The study confirms "the existence of an offensive biological warfare research programme in Nazi Germany."
An Anopheles stephensi mosquito, which can spread malaria. CDC

In January of 1942, Heinrich Himmler ordered the opening of an entomological laboratory in the Dachau concentration camp in southeastern Germany. But why? The stated purpose of the institute was to study pests such as lice and fleas that were causing problems for German soldiers. But a new study into the history of the institute shows that much more went on there.
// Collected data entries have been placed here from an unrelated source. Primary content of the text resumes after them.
/// A point in n-dimensional space, tagged with an identifier.
///
/// The identifier is carried along for the caller; it never takes part in
/// distance computations or ordering.
#[derive(Debug, Clone, PartialEq)]
pub struct Point<F, I = usize> {
    coords: Vec<F>,
    id: I,
}

impl<F, I> Point<F, I> {
    pub fn new(coords: Vec<F>, id: I) -> Self {
        Point { coords, id }
    }

    pub fn coords(&self) -> &[F] {
        &self.coords
    }

    pub fn id(&self) -> &I {
        &self.id
    }

    /// Number of coordinates.
    pub fn dim(&self) -> usize {
        self.coords.len()
    }

    pub fn into_parts(self) -> (Vec<F>, I) {
        (self.coords, self.id)
    }
}

impl<F, I> AsRef<[F]> for Point<F, I> {
    fn as_ref(&self) -> &[F] {
        &self.coords
    }
}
Writing in the journal Endeavor, Tübingen University scientist Klaus Reinhardt suggests that the institute did research to see if mosquitoes could be used to spread diseases, perhaps malaria, to enemy troops. Letters from the group’s lead scientist, Eduard May, confirm for the first time “the existence of an offensive biological warfare research programme in Nazi Germany,” Reinhardt writes.

For example:

In a progress report dated 23 September 1944 and marked ‘secret’, May mentioned Anopheles [a genus of mosquito] research being carried out ‘in order to clarify the question whether an artificial mass infection of the malaria parasite on to humans is possible and how one can counter an action that aims at such mass infection. It is anticipated to extend these investigations also to other questions that fall under the area of biological warfare and that concern insects that inflict harm to humans.’

This is significant, since “Hitler repeatedly and strictly ordered that biological weapons should not be used, even for defensive purposes.” However, he also order “extreme” efforts into defense from biological weapons, which may have “left the door open for those authorities that attempted to circumvent Hitler’s biological weapons ban,” Reinhardt wrote.

May’s research focused on, amongst other things, how to keep mosquitoes alive for several days without food or water, and thus their suitability for use as biological weapons to be dropped from planes, according to a release describing the study.